Los hombres dejaron de reír y el mismo rey pareció mirar encantado aquellas evoluciones, que se reanudaron para seguir el ritmo cada vez más rápido de la música, cada vez más intenso y apremiante, hasta el paroxismo. El limitado espacio de la tienda parecía completamente invadido por la presencia de Tais, impregnado del olor de su piel y de sus cabellos de reflejos azulados. Se sentía que aquella danza liberaba una energía irresistible, una poderosa fascinación, y Alejandro recordó por un instante otro momento de su vida pasada: las notas de la flauta que su madre Olimpia tocaba en lo más recóndito de un bosque de Eordea, llamando en la noche a una danza orgiástica, el komos de la ebriedad dionisíaca.
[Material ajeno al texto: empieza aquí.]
//! Lazily populated embedding cache for the training examples.
//!
//! The cache moves through [`CacheState::Empty`] → [`CacheState::Populating`]
//! → [`CacheState::Ready`] exactly once per lifetime (or per [`reset`]).
//! Population is guarded by a mutex that is held only while populating;
//! queries take a cheap `Arc` snapshot and never contend with each other.
//!
//! [`reset`]: EmbeddingCache::reset

use std::sync::Arc;
use std::sync::atomic::{AtomicU8, Ordering};
use std::time::Instant;

use serde::{Deserialize, Serialize};
use tokio::sync::{Mutex, RwLock};
use tracing::{debug, info, warn};

use crate::Embedding;
use crate::embedder::Embedder;

/// Lifecycle of the cache.
#[derive(Debug, Clone, Copy, PartialEq, Eq, Serialize, Deserialize)]
#[serde(rename_all = "snake_case")]
pub enum CacheState {
    /// Nothing embedded yet.
    Empty,
    /// One caller is embedding the training texts.
    Populating,
    /// Embeddings are available to queries.
    Ready,
}

impl CacheState {
    fn from_u8(value: u8) -> Self {
        match value {
            1 => Self::Populating,
            2 => Self::Ready,
            _ => Self::Empty,
        }
    }

    fn as_u8(self) -> u8 {
        match self {
            Self::Empty => 0,
            Self::Populating => 1,
            Self::Ready => 2,
        }
    }
}

/// Embeddings are stored positionally; `None` marks a text that failed to embed.
pub type CachedEmbeddings = Arc<Vec<Option<Embedding>>>;

/// Position-indexed embeddings of a fixed list of texts.
pub struct EmbeddingCache {
    state: AtomicU8,
    populate_lock: Mutex<()>,
    entries: RwLock<CachedEmbeddings>,
}

impl EmbeddingCache {
    /// Create an empty cache.
    pub fn new() -> Self {
        Self {
            state: AtomicU8::new(CacheState::Empty.as_u8()),
            populate_lock: Mutex::new(()),
            entries: RwLock::new(Arc::new(Vec::new())),
        }
    }

    /// Current lifecycle state.
    pub fn state(&self) -> CacheState {
        CacheState::from_u8(self.state.load(Ordering::Acquire))
    }

    fn set_state(&self, state: CacheState) {
        self.state.store(state.as_u8(), Ordering::Release);
    }

    /// Embed `texts` unless that already happened.
    ///
    /// Safe to call concurrently: the first caller populates, everyone who
    /// arrives meanwhile waits on the lock and then sees `Ready`. Returns
    /// `true` if this call did the population.
    pub async fn ensure_populated(&self, texts: &[String], embedder: &Embedder) -> bool {
        if self.state() == CacheState::Ready {
            return false;
        }

        let _guard = self.populate_lock.lock().await;
        // Re-check under the lock: another caller may have finished while we waited.
        if self.state() == CacheState::Ready {
            return false;
        }

        self.set_state(CacheState::Populating);
        let started = Instant::now();

        let embeddings = embedder.embed_all(texts).await;
        let failed = embeddings.iter().filter(|e| e.is_none()).count();
        if failed > 0 {
            warn!(
                "{failed} of {} training examples could not be embedded and will be ignored",
                texts.len()
            );
        }

        *self.entries.write().await = Arc::new(embeddings);
        self.set_state(CacheState::Ready);

        info!(
            "Embedded {} training examples in {}ms",
            texts.len() - failed,
            started.elapsed().as_millis()
        );
        true
    }

    /// Snapshot of the cached embeddings.
    pub async fn snapshot(&self) -> CachedEmbeddings {
        Arc::clone(&*self.entries.read().await)
    }

    /// Drop all embeddings and return to `Empty`.
    pub async fn reset(&self) {
        let _guard = self.populate_lock.lock().await;
        *self.entries.write().await = Arc::new(Vec::new());
        self.set_state(CacheState::Empty);
        debug!("Reset embedding cache");
    }

    /// Get cache statistics.
    pub async fn stats(&self) -> CacheStats {
        let entries = self.snapshot().await;
        let embedded = entries.iter().filter(|e| e.is_some()).count();
        CacheStats {
            state: self.state(),
            entries: entries.len(),
            embedded,
            failed: entries.len() - embedded,
        }
    }
}

impl Default for EmbeddingCache {
    fn default() -> Self {
        Self::new()
    }
}

/// Statistics about the embedding cache.
#[derive(Debug, Clone, PartialEq, Eq, Serialize, Deserialize)]
pub struct CacheStats {
    /// Lifecycle state.
    pub state: CacheState,

    /// Number of slots (one per training example once populated).
    pub entries: usize,

    /// Slots holding an embedding.
    pub embedded: usize,

    /// Slots whose text failed to embed.
    pub failed: usize,
}
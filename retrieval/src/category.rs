//! The four urgency/importance quadrants.

use serde::{Deserialize, Serialize};

use crate::error::UnknownCategory;

/// Display name for ids outside the table.
pub const UNKNOWN_NAME: &str = "Unknown";

/// A priority quadrant. The discriminant is the public category id.
#[derive(Debug, Clone, Copy, PartialEq, Eq, Hash, PartialOrd, Ord, Serialize, Deserialize)]
#[serde(try_from = "i64", into = "i64")]
pub enum Category {
    /// Urgent and important.
    DoNow = 0,
    /// Urgent, not important.
    Schedule = 1,
    /// Important, not urgent.
    Delegate = 2,
    /// Neither urgent nor important.
    Delete = 3,
}

impl Category {
    /// All categories in id order.
    pub const ALL: [Category; 4] = [
        Category::DoNow,
        Category::Schedule,
        Category::Delegate,
        Category::Delete,
    ];

    /// Numeric id.
    pub fn id(self) -> i64 {
        self as i64
    }

    /// Look up a category by id.
    pub fn from_id(id: i64) -> Option<Self> {
        match id {
            0 => Some(Self::DoNow),
            1 => Some(Self::Schedule),
            2 => Some(Self::Delegate),
            3 => Some(Self::Delete),
            _ => None,
        }
    }

    /// Human-readable name.
    pub fn name(self) -> &'static str {
        match self {
            Self::DoNow => "Do Now (Urgent + Important)",
            Self::Schedule => "Schedule (Urgent, Not Important)",
            Self::Delegate => "Delegate (Important, Not Urgent)",
            Self::Delete => "Delete (Not Urgent, Not Important)",
        }
    }

    pub fn is_urgent(self) -> bool {
        matches!(self, Self::DoNow | Self::Schedule)
    }

    pub fn is_important(self) -> bool {
        matches!(self, Self::DoNow | Self::Delegate)
    }

    pub(crate) fn slot(self) -> usize {
        self as usize
    }
}

impl TryFrom<i64> for Category {
    type Error = UnknownCategory;

    fn try_from(id: i64) -> Result<Self, Self::Error> {
        Self::from_id(id).ok_or(UnknownCategory(id))
    }
}

impl From<Category> for i64 {
    fn from(category: Category) -> Self {
        category.id()
    }
}

impl std::fmt::Display for Category {
    fn fmt(&self, f: &mut std::fmt::Formatter<'_>) -> std::fmt::Result {
        f.write_str(self.name())
    }
}

/// Name and facets of a category id.
#[derive(Debug, Clone, PartialEq, Eq, Serialize)]
pub struct CategoryInfo {
    pub id: i64,
    pub name: &'static str,
    pub urgent: bool,
    pub important: bool,
}

/// Resolve any id, including ones outside the table.
///
/// Unknown ids get [`UNKNOWN_NAME`] and both facets `false`.
pub fn resolve(id: i64) -> CategoryInfo {
    match Category::from_id(id) {
        Some(category) => category.into(),
        None => CategoryInfo {
            id,
            name: UNKNOWN_NAME,
            urgent: false,
            important: false,
        },
    }
}

impl From<Category> for CategoryInfo {
    fn from(category: Category) -> Self {
        Self {
            id: category.id(),
            name: category.name(),
            urgent: category.is_urgent(),
            important: category.is_important(),
        }
    }
}
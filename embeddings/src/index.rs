//! In-memory similarity index over the training examples.

use tracing::{debug, warn};

use crate::cache::{CacheStats, EmbeddingCache};
use crate::embedder::Embedder;
use crate::similarity::{SimilarityResult, cosine_similarity, rank};

/// Default minimum similarity a result must exceed.
pub const DEFAULT_MIN_SCORE: f32 = 0.3;

/// Default number of results returned per query.
pub const DEFAULT_MAX_RESULTS: usize = 5;

/// Brute-force cosine index over a fixed list of texts.
///
/// The texts are embedded lazily on first use; see [`EmbeddingCache`].
pub struct LocalIndex {
    /// Indexed texts, in insertion order.
    texts: Vec<String>,

    /// Embeddings aligned with `texts`.
    cache: EmbeddingCache,

    /// Produces both training and query embeddings.
    embedder: Embedder,
}

impl LocalIndex {
    /// Create an index over `texts`. Nothing is embedded until the first query.
    pub fn new(texts: Vec<String>, embedder: Embedder) -> Self {
        Self {
            texts,
            cache: EmbeddingCache::new(),
            embedder,
        }
    }

    /// Get the number of indexed texts.
    pub fn len(&self) -> usize {
        self.texts.len()
    }

    /// Check if the index is empty.
    pub fn is_empty(&self) -> bool {
        self.texts.is_empty()
    }

    /// Embed every indexed text if that has not happened yet.
    pub async fn ensure_populated(&self) -> bool {
        self.cache.ensure_populated(&self.texts, &self.embedder).await
    }

    /// Forget all embeddings; the next query re-embeds.
    pub async fn reset(&self) {
        self.cache.reset().await;
    }

    /// Get cache statistics.
    pub async fn stats(&self) -> CacheStats {
        self.cache.stats().await
    }

    /// Find up to `k` indexed texts scoring strictly above `min_score`.
    ///
    /// Returns an empty list when the query cannot be embedded.
    pub async fn query(&self, text: &str, k: usize, min_score: f32) -> Vec<SimilarityResult> {
        self.ensure_populated().await;

        let Some(query) = self.embedder.embed(text).await else {
            debug!("No query embedding available, local index returns nothing");
            return Vec::new();
        };

        let embeddings = self.cache.snapshot().await;
        let mut candidates = Vec::with_capacity(embeddings.len());

        for (i, (text, embedding)) in self.texts.iter().zip(embeddings.iter()).enumerate() {
            let Some(embedding) = embedding else {
                continue;
            };
            match cosine_similarity(&query, embedding) {
                Ok(score) => candidates.push(SimilarityResult::new(text.clone(), score)),
                Err(e) => warn!("Skipping training example {i}: {e}"),
            }
        }

        let results = rank(candidates, k, min_score);
        debug!("Local index matched {} examples", results.len());
        results
    }
}
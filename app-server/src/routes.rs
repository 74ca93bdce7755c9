//! HTTP handlers.

use std::sync::Arc;

use axum::extract::rejection::JsonRejection;
use axum::extract::State;
use axum::http::StatusCode;
use axum::response::{IntoResponse, Response};
use axum::routing::{get, post};
use axum::{Json, Router};
use serde::{Deserialize, Serialize};
use serde_json::json;
use taskmatrix_retrieval::{
    CacheState, CacheStats, CategoryInfo, Classifier, ClassifierStats, RetrievalSource,
};
use tower_http::trace::{DefaultMakeSpan, DefaultOnResponse, TraceLayer};
use tracing::debug;

/// Shared handler state.
#[derive(Clone)]
pub struct AppState {
    pub classifier: Arc<Classifier>,
}

impl AppState {
    pub fn new(classifier: Classifier) -> Self {
        Self {
            classifier: Arc::new(classifier),
        }
    }
}

/// Build the service router.
pub fn router(state: AppState) -> Router {
    Router::new()
        .route("/", get(banner))
        .route("/classify", post(classify))
        .route("/health", get(health))
        .route("/metrics", get(metrics))
        .layer(
            TraceLayer::new_for_http()
                .make_span_with(DefaultMakeSpan::new().level(tracing::Level::INFO))
                .on_response(DefaultOnResponse::new().level(tracing::Level::INFO)),
        )
        .with_state(state)
}

/// Error body returned to clients.
#[derive(Debug)]
pub struct HttpError {
    status: StatusCode,
    message: String,
}

impl HttpError {
    fn bad_request(message: impl Into<String>) -> Self {
        Self {
            status: StatusCode::BAD_REQUEST,
            message: message.into(),
        }
    }
}

impl IntoResponse for HttpError {
    fn into_response(self) -> Response {
        (self.status, Json(json!({"error": self.message}))).into_response()
    }
}

#[derive(Debug, Deserialize)]
pub struct ClassifyRequest {
    #[serde(default)]
    pub task: Option<String>,
}

#[derive(Debug, Serialize, Deserialize, PartialEq)]
pub struct ClassifyResponse {
    pub task: String,
    pub urgent: bool,
    pub important: bool,
    pub quadrant: i64,
    pub quadrant_name: String,
    pub confidence: f32,
    pub source: RetrievalSource,
}

#[derive(Debug, Serialize, Deserialize, PartialEq)]
pub struct HealthResponse {
    pub status: String,
    pub cache_state: CacheState,
    pub training_examples: usize,
    pub remote_enabled: bool,
}

#[derive(Debug, Serialize, Deserialize, PartialEq)]
pub struct MetricsResponse {
    #[serde(flatten)]
    pub classifier: ClassifierStats,
    pub cache: CacheStats,
}

async fn banner() -> Json<serde_json::Value> {
    Json(json!({
        "service": "taskmatrix",
        "version": env!("CARGO_PKG_VERSION"),
    }))
}

async fn classify(
    State(state): State<AppState>,
    payload: Result<Json<ClassifyRequest>, JsonRejection>,
) -> Result<Json<ClassifyResponse>, HttpError> {
    let Json(request) = payload.map_err(|e| HttpError::bad_request(e.body_text()))?;

    let task = request
        .task
        .filter(|t| !t.trim().is_empty())
        .ok_or_else(|| HttpError::bad_request("Missing 'task' field"))?;

    let classification = state.classifier.classify_detailed(&task).await;
    let info = CategoryInfo::from(classification.category);
    debug!("Classified task as {}", info.name);

    Ok(Json(ClassifyResponse {
        task,
        urgent: info.urgent,
        important: info.important,
        quadrant: info.id,
        quadrant_name: info.name.to_string(),
        confidence: classification.confidence,
        source: classification.source,
    }))
}

async fn health(State(state): State<AppState>) -> Json<HealthResponse> {
    let classifier = &state.classifier;
    Json(HealthResponse {
        status: "ok".to_string(),
        cache_state: classifier.cache_stats().await.state,
        training_examples: classifier.training().len(),
        remote_enabled: classifier.has_remote(),
    })
}

async fn metrics(State(state): State<AppState>) -> Json<MetricsResponse> {
    Json(MetricsResponse {
        classifier: state.classifier.stats(),
        cache: state.classifier.cache_stats().await,
    })
}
Cuando Tais se dejó caer exhausta y jadeante, los ojos de todos ardían de un deseo ardiente, de una lujuria desenfrenada, pero ninguno osaba moverse, a la espera de lo que hiciera el rey. El relincho de un caballo y el ruido de un galope rompieron de repente la tensión espasmódica de aquel momento e inmediatamente después entró Hefestión, sudoroso y cubierto de polvo.
—El ejército de Darío está a media jornada de camino de aquí —dijo entre jadeos—. Son cientos de miles, sus fuegos resplandecen en la oscuridad como las estrellas del cielo, sus cuernos de guerra se lanzan llamadas en la noche de un extremo al otro de la llanura.
Alejandro se puso en pie y miró alrededor como si se hubiera despertado de sobresalto de un sueño, y a continuación dijo:
—Id a dormir. Mañana pasaremos el vado y por la noche, al atardecer, celebraremos un consejo de guerra a la vista del ejército persa.